Una vez que cirujano y paciente han decidido que la cirugía está indicada, pasarán a discutir el procedimiento. Teniendo siempre en cuenta el historial médico, el cirujano explicará el tipo de anestesia que va a utilizar, el lugar en el que se realizará la operación y los costes asociados a la misma. En el caso de operaciones a niños más pequeños, lo normal es que el cirujano opte por una anestesia general y si el niño es más mayor o un adulto, lo normal es que opte por una anestesia local y un sedante. En condiciones normales, la otoplastia puede llevarse a cabo en una hora y media o dos horas.
La operación empieza con una incisión detrás de la oreja, en el pliegue natural en el que la oreja está unida a la cabeza. El cirujano eliminará la cantidad de cartílago y piel necesarios para conseguir el efecto deseado. En algunos casos, el cirujano recortará el cartílago y le dará la forma deseada, tras lo que lo asegurará de nuevo aplicando puntos de sutura.
En otras operaciones, el cirujano no eliminará nada de cartílago, sino que se limitará a aplicar los puntos de sutura para asegurar al cartílago en su nueva posición tras haberle dado la forma deseada.
Tras la operación, el paciente deberá llevar vendajes suaves en las orejas durante unos cuantos días y algunos pacientes experimentarán una cierta incomodidad. Si está acostumbrado a dormir de lado, sus patrones de sueño pueden verse perturbados durante más o menos una semana, ya que no podrá aplicar presión en la zona de los oídos. En algunos casos se recomienda el uso de cintas para la cabeza durante dos semanas con el objetivo de mantener las orejas en la posición adecuada.

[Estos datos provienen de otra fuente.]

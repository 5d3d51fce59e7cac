//! # Sequence Identifiers
//!
//! Small value types shared by batches, the cache collaborator and conversations,
//! plus the allocator that hands out sequence ids.
//!
//! The KV cache addresses its rows by [`SequenceId`] and [`Position`]. A sequence id
//! is issued exactly once per scheduler and is never reused, even after the
//! conversation that owned it has been disposed, so that stale cache rows can never
//! be mistaken for rows of a newer conversation.

use std::fmt;

use serde::{Deserialize, Serialize};

use crate::error::{Result, SchedulerError};

/// A token id as understood by the model vocabulary.
#[derive(Debug, Clone, Copy, PartialEq, Eq, PartialOrd, Ord, Hash, Serialize, Deserialize)]
pub struct Token(pub i32);

impl fmt::Display for Token {
    fn fmt(&self, f: &mut fmt::Formatter<'_>) -> fmt::Result {
        write!(f, "{}", self.0)
    }
}

impl From<i32> for Token {
    fn from(value: i32) -> Self {
        Token(value)
    }
}

/// Index of a token within its own sequence's timeline (not the batch row).
#[derive(Debug, Clone, Copy, PartialEq, Eq, PartialOrd, Ord, Hash, Default, Serialize, Deserialize)]
pub struct Position(pub u32);

impl Position {
    /// The position directly after this one.
    pub fn next(self) -> Position {
        Position(self.0 + 1)
    }

    /// The position as a token count, i.e. the number of positions before it.
    pub fn as_count(self) -> usize {
        self.0 as usize
    }

    /// Convert a token count into the position that follows it.
    ///
    /// Returns `None` when the count does not fit the position width.
    pub fn from_count(count: usize) -> Option<Position> {
        u32::try_from(count).ok().map(Position)
    }
}

impl fmt::Display for Position {
    fn fmt(&self, f: &mut fmt::Formatter<'_>) -> fmt::Result {
        write!(f, "{}", self.0)
    }
}

impl From<u32> for Position {
    fn from(value: u32) -> Self {
        Position(value)
    }
}

/// Opaque identifier of one sequence (conversation) in the shared KV cache.
#[derive(Debug, Clone, Copy, PartialEq, Eq, PartialOrd, Ord, Hash, Serialize, Deserialize)]
pub struct SequenceId(u32);

impl SequenceId {
    /// The raw id, as passed to the native cache.
    pub fn get(self) -> u32 {
        self.0
    }
}

impl fmt::Display for SequenceId {
    fn fmt(&self, f: &mut fmt::Formatter<'_>) -> fmt::Result {
        write!(f, "{}", self.0)
    }
}

/// Issues strictly increasing sequence ids from a single counter.
///
/// The allocator is not synchronised; the scheduler only calls it from inside its
/// state critical section.
#[derive(Debug)]
pub struct SequenceAllocator {
    next: u32,
    limit: Option<u32>,
}

impl SequenceAllocator {
    /// Create an allocator. With a `limit`, ids `0..limit` are issued and the
    /// allocator is exhausted afterwards.
    pub fn new(limit: Option<u32>) -> Self {
        Self { next: 0, limit }
    }

    /// Issue the next id.
    ///
    /// # Errors
    ///
    /// [`SchedulerError::SequenceSpaceExhausted`] once the configured limit or the
    /// integer width is reached. Exhaustion is permanent.
    pub fn next(&mut self) -> Result<SequenceId> {
        let id = self.next;
        let exhausted = match self.limit {
            Some(limit) => id >= limit,
            None => id == u32::MAX,
        };
        if exhausted {
            return Err(SchedulerError::SequenceSpaceExhausted {
                issued: u64::from(id),
            });
        }
        self.next = id + 1;
        Ok(SequenceId(id))
    }

    /// Number of ids issued so far.
    pub fn issued(&self) -> u64 {
        u64::from(self.next)
    }
}

#[cfg(test)]
mod tests {
    use super::*;

    #[test]
    fn test_allocator_is_strictly_increasing() {
        let mut allocator = SequenceAllocator::new(None);
        let ids: Vec<u32> = (0..5).map(|_| allocator.next().unwrap().get()).collect();
        assert_eq!(ids, vec![0, 1, 2, 3, 4]);
        assert_eq!(allocator.issued(), 5);
    }

    #[test]
    fn test_allocator_exhausts_at_limit() {
        let mut allocator = SequenceAllocator::new(Some(2));
        allocator.next().unwrap();
        allocator.next().unwrap();

        let err = allocator.next().unwrap_err();
        assert!(matches!(err, SchedulerError::SequenceSpaceExhausted { issued: 2 }));

        // stays exhausted
        assert!(allocator.next().is_err());
        assert_eq!(allocator.issued(), 2);
    }

    #[test]
    fn test_allocator_exhausts_at_integer_width() {
        let mut allocator = SequenceAllocator { next: u32::MAX - 1, limit: None };
        assert_eq!(allocator.next().unwrap().get(), u32::MAX - 1);
        assert!(allocator.next().is_err());
    }

    #[test]
    fn test_position_count_conversions() {
        assert_eq!(Position::from_count(3), Some(Position(3)));
        assert_eq!(Position(3).next(), Position(4));
        assert_eq!(Position(7).as_count(), 7);
    }
}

Los riesgos de esta cirugía son mínimos. Una vez que la herida haya cicatrizado, la cicatriz tras las orejas será muy fina y al estar en un pliegue natural, no será visible. Cualquier hecho inusual deberá ser comunicado inmediatamente al cirujano.
La cirugía estética facial puede corregir los defectos faciales que en ocasiones minan la autoconfianza. Al cambiar nuestro aspecto, también puede cambiar la forma en la que nos sentimos.